▶ **WORK INSTRUCTION**
Write out all of the listing exactly. Add nothing to it.
##############################
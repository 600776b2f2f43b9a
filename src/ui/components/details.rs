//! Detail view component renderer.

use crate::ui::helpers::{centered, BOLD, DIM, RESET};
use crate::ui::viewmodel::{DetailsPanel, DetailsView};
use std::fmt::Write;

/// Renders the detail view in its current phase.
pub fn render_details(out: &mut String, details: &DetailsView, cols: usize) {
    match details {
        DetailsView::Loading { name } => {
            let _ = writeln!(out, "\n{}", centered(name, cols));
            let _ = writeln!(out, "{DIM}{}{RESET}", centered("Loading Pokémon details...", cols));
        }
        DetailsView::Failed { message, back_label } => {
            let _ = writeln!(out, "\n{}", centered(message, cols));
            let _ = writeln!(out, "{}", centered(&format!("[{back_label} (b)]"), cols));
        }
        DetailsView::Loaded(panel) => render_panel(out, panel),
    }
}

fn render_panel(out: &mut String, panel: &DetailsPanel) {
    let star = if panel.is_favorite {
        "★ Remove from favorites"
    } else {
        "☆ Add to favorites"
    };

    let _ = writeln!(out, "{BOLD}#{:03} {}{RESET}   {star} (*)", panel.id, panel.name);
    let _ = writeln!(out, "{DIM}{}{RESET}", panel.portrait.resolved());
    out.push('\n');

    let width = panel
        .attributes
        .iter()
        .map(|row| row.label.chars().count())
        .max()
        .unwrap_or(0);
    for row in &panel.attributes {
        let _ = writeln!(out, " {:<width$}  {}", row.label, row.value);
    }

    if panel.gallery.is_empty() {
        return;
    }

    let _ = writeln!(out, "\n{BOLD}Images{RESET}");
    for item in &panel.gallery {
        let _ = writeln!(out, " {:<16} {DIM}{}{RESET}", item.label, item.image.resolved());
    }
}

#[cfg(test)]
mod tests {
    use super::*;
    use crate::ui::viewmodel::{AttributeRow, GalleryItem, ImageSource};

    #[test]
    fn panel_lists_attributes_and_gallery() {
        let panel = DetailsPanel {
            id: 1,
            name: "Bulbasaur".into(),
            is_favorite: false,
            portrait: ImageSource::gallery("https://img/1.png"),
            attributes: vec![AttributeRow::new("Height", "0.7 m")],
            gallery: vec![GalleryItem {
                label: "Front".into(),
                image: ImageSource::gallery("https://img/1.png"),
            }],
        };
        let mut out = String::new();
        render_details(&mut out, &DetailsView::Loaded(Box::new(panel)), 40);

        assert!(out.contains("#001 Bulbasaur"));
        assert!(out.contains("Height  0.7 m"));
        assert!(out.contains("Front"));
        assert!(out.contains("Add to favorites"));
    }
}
##############################
▶ **YOUR RESPONSE**
repository 600776b2f2f43b9a
filename src/ui/components/details.rs
//! Detail view component renderer.

use crate::ui::helpers::{centered, BOLD, DIM, RESET};
use crate::ui::viewmodel::{DetailsPanel, DetailsView};
use std::fmt::Write;

/// Renders the detail view in its current phase.
pub fn render_details(out: &mut String, details: &DetailsView, cols: usize) {
    match details {
        DetailsView::Loading { name } => {
            let _ = writeln!(out, "\n{}", centered(name, cols));
            let _ = writeln!(out, "{DIM}{}{RESET}", centered("Loading Pokémon details...", cols));
        }
        DetailsView::Failed { message, back_label } => {
            let _ = writeln!(out, "\n{}", centered(message, cols));
            let _ = writeln!(out, "{}", centered(&format!("[{back_label} (b)]"), cols));
        }
        DetailsView::Loaded(panel) => render_panel(out, panel),
    }
}

fn render_panel(out: &mut String, panel: &DetailsPanel) {
    let star = if panel.is_favorite {
        "★ Remove from favorites"
    } else {
        "☆ Add to favorites"
    };

    let _ = writeln!(out, "{BOLD}#{:03} {}{RESET}   {star} (*)", panel.id, panel.name);
    let _ = writeln!(out, "{DIM}{}{RESET}", panel.portrait.resolved());
    out.push('\n');

    let width = panel
        .attributes
        .iter()
        .map(|row| row.label.chars().count())
        .max()
        .unwrap_or(0);
    for row in &panel.attributes {
        let _ = writeln!(out, " {:<width$}  {}", row.label, row.value);
    }

    if panel.gallery.is_empty() {
        return;
    }

    let _ = writeln!(out, "\n{BOLD}Images{RESET}");
    for item in &panel.gallery {
        let _ = writeln!(out, " {:<16} {DIM}{}{RESET}", item.label, item.image.resolved());
    }
}

#[cfg(test)]
mod tests {
    use super::*;
    use crate::ui::viewmodel::{AttributeRow, GalleryItem, ImageSource};

    #[test]
    fn panel_lists_attributes_and_gallery() {
        let panel = DetailsPanel {
            id: 1,
            name: "Bulbasaur".into(),
            is_favorite: false,
            portrait: ImageSource::gallery("https://img/1.png"),
            attributes: vec![AttributeRow::new("Height", "0.7 m")],
            gallery: vec![GalleryItem {
                label: "Front".into(),
                image: ImageSource::gallery("https://img/1.png"),
            }],
        };
        let mut out = String::new();
        render_details(&mut out, &DetailsView::Loaded(Box::new(panel)), 40);

        assert!(out.contains("#001 Bulbasaur"));
        assert!(out.contains("Height  0.7 m"));
        assert!(out.contains("Front"));
        assert!(out.contains("Add to favorites"));
    }
}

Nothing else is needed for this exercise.